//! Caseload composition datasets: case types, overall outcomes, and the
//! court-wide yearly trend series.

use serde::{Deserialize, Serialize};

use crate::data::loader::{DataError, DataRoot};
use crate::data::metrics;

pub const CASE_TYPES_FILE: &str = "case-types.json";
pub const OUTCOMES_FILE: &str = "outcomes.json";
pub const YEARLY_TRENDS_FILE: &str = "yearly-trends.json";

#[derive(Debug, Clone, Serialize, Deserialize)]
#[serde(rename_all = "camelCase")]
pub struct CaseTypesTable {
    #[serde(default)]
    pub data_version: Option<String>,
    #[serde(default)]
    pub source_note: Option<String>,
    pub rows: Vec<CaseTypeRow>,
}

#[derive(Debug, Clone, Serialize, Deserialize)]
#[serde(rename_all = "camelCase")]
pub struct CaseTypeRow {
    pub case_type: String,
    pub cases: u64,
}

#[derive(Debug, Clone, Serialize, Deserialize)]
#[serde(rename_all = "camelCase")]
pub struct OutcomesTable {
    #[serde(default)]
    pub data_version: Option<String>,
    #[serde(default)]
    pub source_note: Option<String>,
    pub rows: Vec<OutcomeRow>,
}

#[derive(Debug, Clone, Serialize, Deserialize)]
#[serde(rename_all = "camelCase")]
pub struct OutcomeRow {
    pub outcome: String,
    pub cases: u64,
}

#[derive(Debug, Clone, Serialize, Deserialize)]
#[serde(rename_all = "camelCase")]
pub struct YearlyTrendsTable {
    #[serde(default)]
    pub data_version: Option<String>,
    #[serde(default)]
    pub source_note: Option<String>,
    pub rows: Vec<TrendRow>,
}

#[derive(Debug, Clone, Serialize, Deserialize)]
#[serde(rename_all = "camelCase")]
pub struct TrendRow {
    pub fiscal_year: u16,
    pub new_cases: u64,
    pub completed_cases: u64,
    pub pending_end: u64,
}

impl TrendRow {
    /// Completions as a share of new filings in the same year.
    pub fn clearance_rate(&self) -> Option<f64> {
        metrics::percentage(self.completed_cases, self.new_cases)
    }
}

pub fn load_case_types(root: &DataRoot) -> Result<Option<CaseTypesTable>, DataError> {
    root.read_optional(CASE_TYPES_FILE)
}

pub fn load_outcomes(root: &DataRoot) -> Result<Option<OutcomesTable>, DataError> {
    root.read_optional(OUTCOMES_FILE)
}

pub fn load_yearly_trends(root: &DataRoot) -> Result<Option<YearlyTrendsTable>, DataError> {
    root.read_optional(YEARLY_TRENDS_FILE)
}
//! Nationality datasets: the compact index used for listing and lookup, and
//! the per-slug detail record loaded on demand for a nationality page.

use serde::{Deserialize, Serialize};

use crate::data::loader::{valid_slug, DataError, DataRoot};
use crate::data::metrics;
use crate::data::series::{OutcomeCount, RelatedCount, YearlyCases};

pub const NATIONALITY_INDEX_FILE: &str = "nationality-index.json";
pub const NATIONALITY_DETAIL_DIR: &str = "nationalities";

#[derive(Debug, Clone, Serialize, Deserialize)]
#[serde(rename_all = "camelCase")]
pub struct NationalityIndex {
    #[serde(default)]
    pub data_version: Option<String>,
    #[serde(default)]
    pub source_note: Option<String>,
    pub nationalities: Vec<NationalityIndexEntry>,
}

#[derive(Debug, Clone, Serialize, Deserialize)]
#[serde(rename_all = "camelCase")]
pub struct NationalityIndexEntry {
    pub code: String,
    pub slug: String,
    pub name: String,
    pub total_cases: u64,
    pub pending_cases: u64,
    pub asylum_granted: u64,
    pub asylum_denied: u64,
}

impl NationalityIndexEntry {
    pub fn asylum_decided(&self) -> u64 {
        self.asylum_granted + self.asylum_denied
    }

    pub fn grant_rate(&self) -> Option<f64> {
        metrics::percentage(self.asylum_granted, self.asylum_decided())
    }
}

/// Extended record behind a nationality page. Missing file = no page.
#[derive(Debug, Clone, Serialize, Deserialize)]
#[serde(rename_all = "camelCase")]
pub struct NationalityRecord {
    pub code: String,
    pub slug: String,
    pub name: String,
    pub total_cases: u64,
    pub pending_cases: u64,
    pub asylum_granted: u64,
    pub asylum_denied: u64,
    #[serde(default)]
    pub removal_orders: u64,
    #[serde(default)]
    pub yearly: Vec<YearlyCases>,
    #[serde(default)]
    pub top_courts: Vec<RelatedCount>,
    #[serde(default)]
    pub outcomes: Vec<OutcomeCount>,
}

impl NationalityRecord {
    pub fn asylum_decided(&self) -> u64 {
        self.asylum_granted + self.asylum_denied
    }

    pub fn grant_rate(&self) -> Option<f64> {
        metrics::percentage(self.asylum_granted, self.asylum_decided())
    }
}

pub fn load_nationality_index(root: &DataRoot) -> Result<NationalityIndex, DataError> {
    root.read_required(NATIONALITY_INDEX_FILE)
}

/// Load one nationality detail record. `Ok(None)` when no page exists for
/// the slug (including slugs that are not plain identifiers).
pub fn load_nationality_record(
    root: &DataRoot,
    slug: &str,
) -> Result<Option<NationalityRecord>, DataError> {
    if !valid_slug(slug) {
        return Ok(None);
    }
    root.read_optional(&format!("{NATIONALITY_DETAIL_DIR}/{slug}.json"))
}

··········

Show the lines of the material that contain the word "nationalities".

Solution for this task
pub const NATIONALITY_DETAIL_DIR: &str = "nationalities";
    pub nationalities: Vec<NationalityIndexEntry>,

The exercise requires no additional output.